SMof2Girls's picture

They have joint legal and physical custody, so I don't think DH signed a POA. Does that sound right?

I know he signed the Family Care Plan, but I don't think there was a POA involved.

Would BM be able to assign POA to someone else? Like her mother?

StepDoormat's picture

Ahhh. They have joint custody. Sorry - I figured she was the custodial/legal since they went with her on base (which is weird if she's there for training, btw - is she at Ft Sam Houston?)

The POA allows you to make decisions regarding the children, but he would already have those rights since they have joint.

SMof2Girls's picture

Yes, she's at Fort Sam Houston for 7ish months for C-school.

Why DH EVER agreed to let them go in the first place is beyond me .. but he seriously kicks himself for giving in Sad

StepDoormat's picture

And, yes. She could have signed her POA to her mother regarding her 1/2 of the custody. Hell, she can sign it over to a friend if she wanted to. When you're in the military, you have all sorts of POAs for different things. It doesn't really matter that much until/unless she deploys though.

SMof2Girls's picture

In a perfect world, that would be great Smile

Their agreement is pretty clear that she has to provide the information on orders as soon as it becomes available. She just doesn't "interpret" it that way.

He did sign the Family Care Plan, but didn't think to make a copy. She says she didn't make a copy either and can't get him a copy because she's too busy.

I wasn't really expecting the military to hand over any detailed information .. just wondering if they would say whether or not she's received new orders (don't need details as to where/when). And since DH is listed on the Family Care Plan, if he'd be able to get a copy.
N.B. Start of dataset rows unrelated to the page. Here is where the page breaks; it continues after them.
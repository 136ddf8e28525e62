use bitcoin::secp256k1::{Message, Secp256k1, SecretKey};
use sha2::{Digest, Sha256};
use zeroize::Zeroizing;

use crate::error::WalletError;
use crate::keys::{KeyManager, TronAddress};
use crate::storage::vault::CredentialStore;
use crate::tron::transaction::{PendingTransaction, RawTransfer, SignedTransfer, TransferStatus};

/// Sign a built transfer with the wallet's key.
///
/// The mnemonic is loaded from the credential store only for the
/// duration of this call; the derived key is zeroized as soon as the
/// signature exists. Any failure to obtain the key surfaces as
/// `WalletError::Signing` and blocks the transfer.
pub fn sign_transfer(
    pending: &mut PendingTransaction,
    owner: &TronAddress,
    store: &CredentialStore,
    wallet_id: &str,
) -> Result<SignedTransfer, WalletError> {
    if pending.status != TransferStatus::Built {
        return Err(WalletError::Internal(format!(
            "cannot sign transfer in state {:?}",
            pending.status
        )));
    }

    let record = store
        .load(wallet_id)
        .map_err(|e| WalletError::Signing(format!("credential load: {}", e)))?;

    let keys = KeyManager::from_mnemonic(&record.mnemonic)
        .map_err(|e| WalletError::Signing(format!("key derivation: {}", e)))?;
    drop(record);

    // The stored mnemonic must still derive the wallet's address; a
    // mismatch means the vault and state records have diverged.
    if keys.address != *owner {
        return Err(WalletError::Signing(
            "derived address does not match wallet address".to_string(),
        ));
    }

    let raw = serde_json::to_vec(&RawTransfer::new(owner, pending))
        .map_err(|e| WalletError::Signing(e.to_string()))?;

    let digest: [u8; 32] = Sha256::digest(&raw).into();
    let txid = hex::encode(digest);

    let signature = {
        let secret = Zeroizing::new(*keys.signing_key.secret_bytes());
        let secret_key = SecretKey::from_slice(secret.as_ref())
            .map_err(|e| WalletError::Signing(e.to_string()))?;

        let secp = Secp256k1::new();
        let sig = secp.sign_ecdsa(&Message::from_digest(digest), &secret_key);
        hex::encode(sig.serialize_compact())
        // `secret` and `keys.signing_key` zeroize on drop here.
    };

    pending.advance(TransferStatus::Signed)?;
    pending.txid = Some(txid.clone());

    log::debug!("Transfer {} signed, txid {}", pending.id, txid);

    Ok(SignedTransfer {
        txid,
        raw,
        signature,
        token: pending.token,
    })
}
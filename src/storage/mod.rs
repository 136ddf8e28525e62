/// Local persistence
///
/// Two records per wallet, following a strict sensitivity split:
///
/// - `vault.json` - the encrypted credential record (mnemonic); only the
///   `CredentialStore` reads or writes it.
/// - `state.json` / `metadata.json` - non-sensitive data (address, token
///   list, settings) for fast UI hydration without touching the vault.
pub mod file_system;
pub mod models;
pub mod vault;

pub use file_system::Storage;
pub use models::{Metadata, Settings, TrackedToken, WalletState};
pub use vault::{CredentialStore, DeviceKeyring, SecretRecord};
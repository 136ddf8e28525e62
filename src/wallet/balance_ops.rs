/// Balance and token list operations
///
/// Refresh policy: balances are cached, the chain is authoritative, and
/// a failed fetch keeps the cached value flagged stale rather than
/// zeroing it.
use chrono::Utc;
use std::str::FromStr;

use crate::chain::ChainClient;
use crate::error::WalletError;
use crate::keys::TronAddress;
use crate::storage::models::{TrackedToken, WalletState};
use crate::storage::Storage;

/// Refresh the native balance and every tracked token.
///
/// Token queries run concurrently; one token's failure never blocks the
/// others. Callers must hold the session's state lock so refreshes and
/// token list edits cannot interleave partial updates.
pub async fn refresh_balances(
    storage: &Storage,
    chain: &dyn ChainClient,
    name: &str,
) -> Result<WalletState, WalletError> {
    if !storage.wallet_exists(name) {
        return Err(WalletError::WalletNotFound(name.to_string()));
    }

    let mut state = storage.load_state(name)?;
    let address = TronAddress::from_str(&state.address)
        .map_err(|e| WalletError::Internal(format!("stored address: {}", e)))?;

    match chain.get_native_balance(&address).await {
        Ok(balance) => {
            state.balance = balance;
            state.balance_stale = false;
        }
        Err(e) => {
            log::warn!("Native balance refresh failed for '{}': {}", name, e);
            state.balance_stale = true;
        }
    }

    let lookups = state.tokens.iter().map(|token| {
        let contract = TronAddress::from_str(&token.contract);
        async move {
            match contract {
                Ok(contract) => chain.get_token_balance(&address, &contract).await,
                Err(e) => Err(e),
            }
        }
    });
    let results = futures::future::join_all(lookups).await;

    for (token, result) in state.tokens.iter_mut().zip(results) {
        match result {
            Ok(balance) => {
                token.balance = balance;
                token.stale = false;
            }
            Err(e) => {
                log::warn!("Balance refresh failed for token {}: {}", token.contract, e);
                token.stale = true;
            }
        }
    }

    state.last_refreshed = Some(Utc::now());
    storage.save_state(name, &state)?;

    Ok(state)
}

/// Start tracking a TRC20 token.
///
/// Metadata comes from the contract; a contract that fails the lookup is
/// rejected as invalid, and a contract already in the list is rejected
/// as a duplicate without touching the list.
pub async fn add_token(
    storage: &Storage,
    chain: &dyn ChainClient,
    name: &str,
    contract: &str,
) -> Result<TrackedToken, WalletError> {
    if !storage.wallet_exists(name) {
        return Err(WalletError::WalletNotFound(name.to_string()));
    }

    let contract_address = TronAddress::from_base58(contract)
        .map_err(|_| WalletError::InvalidToken(contract.to_string()))?;

    let mut state = storage.load_state(name)?;
    if state.find_token(contract).is_some() {
        return Err(WalletError::DuplicateToken(contract.to_string()));
    }

    let metadata = chain
        .get_token_metadata(&contract_address)
        .await
        .map_err(|e| WalletError::InvalidToken(format!("{}: {}", contract, e)))?;

    // Initial balance is best-effort; refresh will catch up.
    let address = TronAddress::from_str(&state.address)
        .map_err(|e| WalletError::Internal(format!("stored address: {}", e)))?;
    let (balance, stale) = match chain.get_token_balance(&address, &contract_address).await {
        Ok(balance) => (balance, false),
        Err(e) => {
            log::warn!("Initial balance fetch failed for {}: {}", contract, e);
            (0, true)
        }
    };

    let token = TrackedToken {
        contract: contract.to_string(),
        symbol: metadata.symbol,
        name: metadata.name,
        decimals: metadata.decimals,
        balance,
        stale,
    };

    state.tokens.push(token.clone());
    storage.save_state(name, &state)?;

    log::info!("Tracking token {} ({}) for '{}'", token.symbol, contract, name);
    Ok(token)
}

/// Stop tracking a token. The cached balance is discarded; on-chain
/// holdings are unaffected.
pub fn remove_token(storage: &Storage, name: &str, contract: &str) -> Result<(), WalletError> {
    if !storage.wallet_exists(name) {
        return Err(WalletError::WalletNotFound(name.to_string()));
    }

    let mut state = storage.load_state(name)?;
    let before = state.tokens.len();
    state.tokens.retain(|t| t.contract != contract);
    if state.tokens.len() == before {
        return Err(WalletError::InvalidToken(format!("not tracked: {}", contract)));
    }
    storage.save_state(name, &state)?;
    Ok(())
}
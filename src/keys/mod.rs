/// Mnemonic/key engine
///
/// Pure key material handling: no I/O, no network, no storage access.
///
/// - `manager.rs` - mnemonic generation/import and BIP44 key derivation
/// - `address.rs` - TRON base58check addresses
pub mod address;
pub mod manager;

pub use address::TronAddress;
pub use manager::{KeyManager, SigningKey, WalletKeys};
use thiserror::Error;

/// Error taxonomy for the wallet core.
///
/// Every error reaching the UI layer is distinguishable by variant so the
/// presentation code can pick a message without parsing free text. The
/// string payloads carry detail for logs only and never contain secret
/// material.
#[derive(Error, Debug)]
pub enum WalletError {
    #[error("Wallet already exists: {0}")]
    WalletExists(String),

    #[error("Wallet not found: {0}")]
    WalletNotFound(String),

    #[error("Invalid mnemonic: {0}")]
    InvalidMnemonic(String),

    #[error("Entropy source unavailable: {0}")]
    Entropy(String),

    #[error("Secure storage unavailable: {0}")]
    InsecureStorage(String),

    #[error("Failed to delete credential record: {0}")]
    DeleteFailed(String),

    #[error("Token already tracked: {0}")]
    DuplicateToken(String),

    #[error("Invalid token contract: {0}")]
    InvalidToken(String),

    #[error("Authentication required")]
    AuthenticationRequired,

    #[error("Invalid recipient address: {0}")]
    InvalidRecipient(String),

    #[error("Invalid amount: {0}")]
    InvalidAmount(String),

    #[error("Signing failed: {0}")]
    Signing(String),

    #[error("Network error: {0}")]
    Network(String),

    #[error("Transaction status unknown, check explorer: {0}")]
    UnknownTransactionStatus(String),

    #[error("Storage error: {0}")]
    Storage(#[from] StorageError),

    #[error("Internal error: {0}")]
    Internal(String),
}

#[derive(Error, Debug)]
pub enum StorageError {
    #[error("IO error: {0}")]
    Io(#[from] std::io::Error),

    #[error("JSON error: {0}")]
    Json(#[from] serde_json::Error),

    #[error("File not found: {0}")]
    FileNotFound(String),

    #[error("Crypto error: {0}")]
    Crypto(String),
}
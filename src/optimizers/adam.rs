//! Adam (Adaptive Moment Estimation) optimizer
//!
//! The moment estimates live with each layer's parameters (see
//! [`Parameters`](crate::layers::Parameters)); this type only carries the
//! hyperparameters and computes the bias-correction powers.

use crate::layers::UpdateRule;
use crate::optimizers::Optimizer;

/// Adam optimizer.
///
/// For every parameter, with gradient `g`:
///
/// ```text
/// m = β1 * m + (1 - β1) * g
/// v = β2 * v + (1 - β2) * g²
/// parameter -= α * sqrt(1 - β2^t) / (1 - β1^t) * m / (sqrt(v) + ε)
/// ```
///
/// `t` is the one-based epoch number. All batches of one epoch share the same
/// bias-correction powers `β1^t` and `β2^t`.
///
/// # Example
///
/// ```
/// use sequential_nn::layers::UpdateRule;
/// use sequential_nn::optimizers::{Adam, Optimizer};
///
/// let adam = Adam::default();
/// match adam.update_rule(1) {
///     UpdateRule::Adam { beta1_power, .. } => assert!((beta1_power - 0.81).abs() < 1e-12),
///     _ => unreachable!(),
/// }
/// ```
///
/// # Reference
///
/// Kingma, D. P., & Ba, J. (2014). Adam: A method for stochastic optimization.
/// arXiv preprint arXiv:1412.6980.
#[derive(Debug, Clone, Copy, PartialEq)]
pub struct Adam {
    alpha: f64,
    beta1: f64,
    beta2: f64,
    epsilon: f64,
}

impl Adam {
    pub fn new(alpha: f64, beta1: f64, beta2: f64, epsilon: f64) -> Self {
        Self {
            alpha,
            beta1,
            beta2,
            epsilon,
        }
    }

    /// Default betas and epsilon with a custom step size.
    pub fn with_alpha(alpha: f64) -> Self {
        Self {
            alpha,
            ..Self::default()
        }
    }

    pub fn beta1(&self) -> f64 {
        self.beta1
    }

    pub fn beta2(&self) -> f64 {
        self.beta2
    }

    pub fn epsilon(&self) -> f64 {
        self.epsilon
    }
}

impl Default for Adam {
    fn default() -> Self {
        Self::new(0.001, 0.9, 0.999, 1e-8)
    }
}

impl Optimizer for Adam {
    fn name(&self) -> &'static str {
        "adam"
    }

    fn update_rule(&self, epoch: usize) -> UpdateRule {
        let t = i32::try_from(epoch + 1).unwrap_or(i32::MAX);
        UpdateRule::Adam {
            alpha: self.alpha,
            beta1: self.beta1,
            beta2: self.beta2,
            epsilon: self.epsilon,
            beta1_power: self.beta1.powi(t),
            beta2_power: self.beta2.powi(t),
        }
    }

    fn learning_rate(&self) -> f64 {
        self.alpha
    }

    fn header(&self) -> String {
        format!(
            "adam {} {} {} {}",
            self.alpha, self.beta1, self.beta2, self.epsilon
        )
    }
}
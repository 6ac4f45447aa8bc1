//! Max-pooling layer implementation

use crate::error::{NetworkError, Result};
use crate::layers::index_map::{sliding_output, IndexMap, Window};
use crate::layers::{ForwardPass, Gradients, Layer, LayerKind};
use crate::matrix::{argmax, Matrix};
use crate::tensor::Shape3;

/// Max-pooling over each depth slice independently. No parameters.
///
/// Forward records the winning window column of every output position in
/// the returned [`ForwardPass`]; backward sends each output gradient to that
/// single input and nowhere else.
#[derive(Debug, Clone, PartialEq)]
pub struct MaxPoolLayer {
    in_shape: Shape3,
    out_shape: Shape3,
    window: Window,
    stride: Window,
    index_map: IndexMap,
}

impl MaxPoolLayer {
    /// # Errors
    ///
    /// `Dimension` if the window does not fit the input or a window or
    /// stride extent is zero.
    pub fn new(window: Window, stride: Window, in_shape: Shape3) -> Result<Self> {
        let (out_h, out_w) = sliding_output(in_shape, window, stride)?;
        Ok(Self {
            in_shape,
            out_shape: Shape3::new(in_shape.depth, out_h, out_w),
            window,
            stride,
            index_map: IndexMap::pooling(in_shape, window, stride)?,
        })
    }

    pub fn window(&self) -> Window {
        self.window
    }

    pub fn stride(&self) -> Window {
        self.stride
    }

    pub fn index_map(&self) -> &IndexMap {
        &self.index_map
    }
}

impl Layer for MaxPoolLayer {
    fn kind(&self) -> LayerKind {
        LayerKind::MaxPool
    }

    fn in_shape(&self) -> Shape3 {
        self.in_shape
    }

    fn out_shape(&self) -> Shape3 {
        self.out_shape
    }

    fn forward(&self, input: &Matrix) -> Result<ForwardPass> {
        if input.cols() != self.in_shape.size() {
            return Err(NetworkError::dimension(format!(
                "maxpool layer expects rows of length {}, got {}",
                self.in_shape.size(),
                input.cols()
            )));
        }
        let outputs = self.out_shape.size();
        let mut output = Matrix::zeros(input.rows(), outputs);
        let mut winners = Vec::with_capacity(input.rows() * outputs);

        for r in 0..input.rows() {
            let formed = self.index_map.scatter(input.row(r), 0)?;
            let out_row = output.row_mut(r);
            for (position, window_values) in formed.row_iter().enumerate() {
                let best = argmax(window_values);
                out_row[position] = window_values[best];
                winners.push(best);
            }
        }
        Ok(ForwardPass::with_argmax(output, winners))
    }

    fn backward(&self, grad_output: &Matrix, input: &Matrix, pass: &ForwardPass) -> Result<Gradients> {
        let outputs = self.out_shape.size();
        if grad_output.rows() != input.rows() || grad_output.cols() != outputs {
            return Err(NetworkError::dimension(format!(
                "maxpool: gradient is {}x{}, expected {}x{}",
                grad_output.rows(),
                grad_output.cols(),
                input.rows(),
                outputs
            )));
        }
        let winners = pass.argmax().ok_or_else(|| {
            NetworkError::invalid_operation("maxpool backward needs the forward pass of the same batch")
        })?;
        if winners.len() != grad_output.rows() * outputs {
            return Err(NetworkError::dimension(format!(
                "maxpool: forward pass covered {} positions, gradient covers {}",
                winners.len(),
                grad_output.rows() * outputs
            )));
        }

        let mut input_grad = Matrix::zeros(input.rows(), self.in_shape.size());
        for b in 0..grad_output.rows() {
            let grad_row = grad_output.row(b);
            let batch_winners = &winners[b * outputs..(b + 1) * outputs];
            let target = input_grad.row_mut(b);
            for (index, slot) in target.iter_mut().enumerate() {
                *slot = self
                    .index_map
                    .entries(index)
                    .iter()
                    .filter(|e| batch_winners[e.row] == e.col)
                    .map(|e| grad_row[e.row])
                    .sum();
            }
        }
        Ok(Gradients::input_only(input_grad))
    }

    fn header(&self) -> String {
        format!(
            "maxpool -d {} {} -s {} {}",
            self.window.rows, self.window.cols, self.stride.rows, self.stride.cols
        )
    }

    fn describe(&self) -> String {
        format!(
            "MaxPool layer: Window: {}x{} Stride: {}x{} In: {} Out: {}",
            self.window.rows,
            self.window.cols,
            self.stride.rows,
            self.stride.cols,
            self.in_shape,
            self.out_shape
        )
    }
}
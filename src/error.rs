//! Error types for network assembly, training and persistence.

/// Errors that can occur while building, training or (de)serializing a network.
#[derive(Debug, thiserror::Error)]
pub enum NetworkError {
    /// Two operands have incompatible shapes (matrix product, gradient vs.
    /// cached input, loss vs. expected vector, reshape element count).
    #[error("dimension mismatch: {0}")]
    Dimension(String),

    /// The API was used out of order, e.g. training before `compile`.
    #[error("invalid operation: {0}")]
    InvalidOperation(String),

    /// A serialized model could not be parsed.
    #[error("invalid network format: {0}")]
    InvalidFormat(String),

    /// Reading or writing a model or config file failed.
    #[error("i/o error: {0}")]
    Io(#[from] std::io::Error),

    /// A JSON training configuration is malformed.
    #[error("failed to parse config: {0}")]
    Config(#[from] serde_json::Error),

    /// A training configuration parsed but holds unusable values.
    #[error("invalid config: {0}")]
    InvalidConfig(String),
}

/// Convenience alias used throughout the crate.
pub type Result<T> = std::result::Result<T, NetworkError>;

impl NetworkError {
    pub(crate) fn dimension(msg: impl Into<String>) -> Self {
        NetworkError::Dimension(msg.into())
    }

    pub(crate) fn invalid_operation(msg: impl Into<String>) -> Self {
        NetworkError::InvalidOperation(msg.into())
    }

    pub(crate) fn invalid_format(msg: impl Into<String>) -> Self {
        NetworkError::InvalidFormat(msg.into())
    }

    pub(crate) fn invalid_config(msg: impl Into<String>) -> Self {
        NetworkError::InvalidConfig(msg.into())
    }
}
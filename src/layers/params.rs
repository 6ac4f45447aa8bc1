//! Parameter matrices with Adam moment state, and the update rules applied to them.

use crate::error::{NetworkError, Result};
use crate::matrix::Matrix;

/// How a parameter gradient is turned into a parameter change.
#[derive(Debug, Clone, Copy, PartialEq)]
pub enum UpdateRule {
    /// `params += -learn_rate * grad`
    MiniBatch { learn_rate: f64 },
    /// Adam with the bias-correction powers `beta1^t` and `beta2^t` for the
    /// current step already computed by the caller.
    Adam {
        alpha: f64,
        beta1: f64,
        beta2: f64,
        epsilon: f64,
        beta1_power: f64,
        beta2_power: f64,
    },
}

/// A layer's parameter matrix plus its first and second moment estimates.
///
/// Moments are zero at construction and change only through Adam updates.
#[derive(Debug, Clone, PartialEq)]
pub struct Parameters {
    values: Matrix,
    first_moment: Matrix,
    second_moment: Matrix,
}

impl Parameters {
    pub fn new(values: Matrix) -> Self {
        let (rows, cols) = values.shape();
        Self {
            values,
            first_moment: Matrix::zeros(rows, cols),
            second_moment: Matrix::zeros(rows, cols),
        }
    }

    pub fn values(&self) -> &Matrix {
        &self.values
    }

    pub fn first_moment(&self) -> &Matrix {
        &self.first_moment
    }

    pub fn second_moment(&self) -> &Matrix {
        &self.second_moment
    }

    pub fn len(&self) -> usize {
        self.values.len()
    }

    pub fn is_empty(&self) -> bool {
        self.values.is_empty()
    }

    /// Replace the values, keeping the shape. Moments are left untouched.
    pub fn replace(&mut self, values: Matrix) -> Result<()> {
        if values.shape() != self.values.shape() {
            return Err(NetworkError::dimension(format!(
                "parameter matrix must be {}x{}, got {}x{}",
                self.values.rows(),
                self.values.cols(),
                values.rows(),
                values.cols()
            )));
        }
        self.values = values;
        Ok(())
    }

    /// Apply `rule` using `grad`, which must have the parameter shape.
    pub fn apply(&mut self, grad: &Matrix, rule: &UpdateRule) -> Result<()> {
        if grad.shape() != self.values.shape() {
            return Err(NetworkError::dimension(format!(
                "parameter gradient is {}x{}, parameters are {}x{}",
                grad.rows(),
                grad.cols(),
                self.values.rows(),
                self.values.cols()
            )));
        }
        match *rule {
            UpdateRule::MiniBatch { learn_rate } => {
                let mut step = grad.clone();
                step.scale(-learn_rate);
                self.values.add_assign_elementwise(&step)
            }
            UpdateRule::Adam {
                alpha,
                beta1,
                beta2,
                epsilon,
                beta1_power,
                beta2_power,
            } => {
                let step_size = alpha * (1.0 - beta2_power).sqrt() / (1.0 - beta1_power);
                let values = self.values.as_mut_slice();
                let m = self.first_moment.as_mut_slice();
                let v = self.second_moment.as_mut_slice();
                for (i, &g) in grad.as_slice().iter().enumerate() {
                    m[i] = beta1 * m[i] + (1.0 - beta1) * g;
                    v[i] = beta2 * v[i] + (1.0 - beta2) * g * g;
                    values[i] -= step_size * m[i] / (v[i].sqrt() + epsilon);
                }
                Ok(())
            }
        }
    }
}
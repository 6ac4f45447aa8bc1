// sequential_train.rs
// Train a small convolutional network on a synthetic "bars" dataset and save it.
//
// Usage:
//   sequential_train [config.json] [model_out.txt]
//
// The dataset holds 6x6 single-channel images with either one vertical or one
// horizontal bar of ones plus noise; the network has to tell them apart.
// Without a config file the run uses the defaults of config/train_bars.json.
// Set RUST_LOG=debug to see per-batch progress.

use std::env;
use std::process;

use sequential_nn::config::{load_config, OptimizerConfig, TrainingConfig};
use sequential_nn::layers::Window;
use sequential_nn::loss::LossFunction;
use sequential_nn::matrix::Matrix;
use sequential_nn::metrics::Metric;
use sequential_nn::network::Network;
use sequential_nn::tensor::{Shape3, Tensor4};
use sequential_nn::utils::SimpleRng;
use tracing::{error, info};
use tracing_subscriber::EnvFilter;

const SIDE: usize = 6;
const TRAIN_SAMPLES: usize = 256;
const TEST_SAMPLES: usize = 64;
const NOISE: f64 = 0.2;

/// Images with a random bar and their one-hot labels (0 = vertical, 1 = horizontal).
fn bars_dataset(samples: usize, rng: &mut SimpleRng) -> sequential_nn::Result<(Tensor4, Matrix)> {
    let shape = Shape3::new(1, SIDE, SIDE);
    let mut pixels = Vec::with_capacity(samples * shape.size());
    let mut labels = Matrix::zeros(samples, 2);

    for n in 0..samples {
        let horizontal = rng.next_u64() % 2 == 1;
        let line = (rng.next_u64() % SIDE as u64) as usize;
        for r in 0..SIDE {
            for c in 0..SIDE {
                let on = if horizontal { r == line } else { c == line };
                let base = if on { 1.0 } else { 0.0 };
                pixels.push(base + rng.gen_range_f64(0.0, NOISE));
            }
        }
        labels.set(n, usize::from(horizontal), 1.0);
    }

    let mut images = Tensor4::new(samples, shape, pixels)?;
    images.min_max_normalize();
    Ok((images, labels))
}

fn default_config() -> TrainingConfig {
    TrainingConfig {
        batch_size: 16,
        epochs: 5,
        loss: LossFunction::CrossEntropy,
        metrics: vec![Metric::Accuracy],
        optimizer: OptimizerConfig::Adam {
            alpha: 0.01,
            beta1: 0.9,
            beta2: 0.999,
            epsilon: 1e-8,
        },
    }
}

fn run() -> sequential_nn::Result<()> {
    let args: Vec<String> = env::args().collect();
    let config = match args.get(1) {
        Some(path) => {
            info!("loading config from {}", path);
            load_config(path)?
        }
        None => default_config(),
    };
    let model_path = args.get(2).map(String::as_str).unwrap_or("bars_model.txt");

    let mut rng = SimpleRng::new(2024);
    let (train_x, train_y) = bars_dataset(TRAIN_SAMPLES, &mut rng)?;
    let (test_x, test_y) = bars_dataset(TEST_SAMPLES, &mut rng)?;

    let mut net = Network::with_seed(7);
    net.add_conv(4, Window::new(3, 3), Some(train_x.shape()), None, None)?;
    net.add_max_pool(Window::new(2, 2), None, None)?;
    net.add_dense(2, None, None)?;
    net.compile_with_config(&config)?;
    info!("network:\n{}", net.summary());

    let reports = net.fit_with_config(&train_x, &train_y, &config)?;
    if let Some(last) = reports.last() {
        info!("final training loss {:.4}", last.loss);
    }

    let eval = net.evaluate(&test_x, &test_y)?;
    match eval.accuracy {
        Some(acc) => info!("test loss {:.4}, accuracy {:.2}%", eval.loss, acc * 100.0),
        None => info!("test loss {:.4}", eval.loss),
    }

    net.save(model_path)?;
    let reloaded = Network::load(model_path)?;
    let again = reloaded.evaluate(&test_x, &test_y)?;
    info!("reloaded model test loss {:.4}", again.loss);
    Ok(())
}

fn main() {
    tracing_subscriber::fmt()
        .with_env_filter(EnvFilter::try_from_default_env().unwrap_or_else(|_| EnvFilter::new("info")))
        .init();

    if let Err(err) = run() {
        error!("{}", err);
        process::exit(1);
    }
}
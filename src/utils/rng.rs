//! Seedable random number generator for weight initialization.
//!
//! A small xorshift generator keeps weight initialization reproducible across
//! runs without pulling in an RNG crate. Gaussian samples come from the
//! Box-Muller transform.

use std::time::{SystemTime, UNIX_EPOCH};

const FALLBACK_SEED: u64 = 0x9e3779b97f4a7c15;

/// Xorshift RNG with a cached second Box-Muller sample.
#[derive(Debug, Clone)]
pub struct SimpleRng {
    state: u64,
    spare_normal: Option<f64>,
}

impl SimpleRng {
    /// Create a new RNG with explicit seed (if zero, use a fixed value).
    pub fn new(seed: u64) -> Self {
        let state = if seed == 0 { FALLBACK_SEED } else { seed };
        Self {
            state,
            spare_normal: None,
        }
    }

    /// RNG seeded from the current time.
    pub fn from_time() -> Self {
        let nanos = SystemTime::now()
            .duration_since(UNIX_EPOCH)
            .unwrap_or_default()
            .as_nanos() as u64;
        Self::new(nanos)
    }

    /// Basic xorshift step.
    pub fn next_u64(&mut self) -> u64 {
        let mut x = self.state;
        x ^= x << 13;
        x ^= x >> 7;
        x ^= x << 17;
        self.state = x;
        x
    }

    /// Uniform sample in [0, 1).
    pub fn next_f64(&mut self) -> f64 {
        // 53 high bits fill the mantissa exactly
        (self.next_u64() >> 11) as f64 / (1u64 << 53) as f64
    }

    /// Uniform sample in [low, high).
    pub fn gen_range_f64(&mut self, low: f64, high: f64) -> f64 {
        low + (high - low) * self.next_f64()
    }

    /// Standard normal sample (mean 0, variance 1).
    pub fn next_gaussian(&mut self) -> f64 {
        if let Some(z) = self.spare_normal.take() {
            return z;
        }
        // u1 in (0, 1] so ln(u1) is finite
        let u1 = 1.0 - self.next_f64();
        let u2 = self.next_f64();
        let radius = (-2.0 * u1.ln()).sqrt();
        let theta = 2.0 * std::f64::consts::PI * u2;
        self.spare_normal = Some(radius * theta.sin());
        radius * theta.cos()
    }
}

impl Default for SimpleRng {
    fn default() -> Self {
        Self::from_time()
    }
}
Sounds like a bunch of dead ends though Blum 3

SMof2Girls's picture

Well, DH has told her point blank that he will be pursuing a change in the custody agreement once she gets orders (his lawyer says he doesn't really have a case for anything before he knows for sure she's not coming back here).

I'm assuming she thinks delaying when she tells him will buy her more time. Which doesn't really make sense considering no one is really expecting anything immediate to happen. Between her ability to postpone and delay the court proceedings because she's active duty, and the snail pace of our court system .. it will be months before anything is resolved.

The more likely reason? She controls the information and when she provides it .. so she needs to assert some sort of twisted and perceived superiority over him.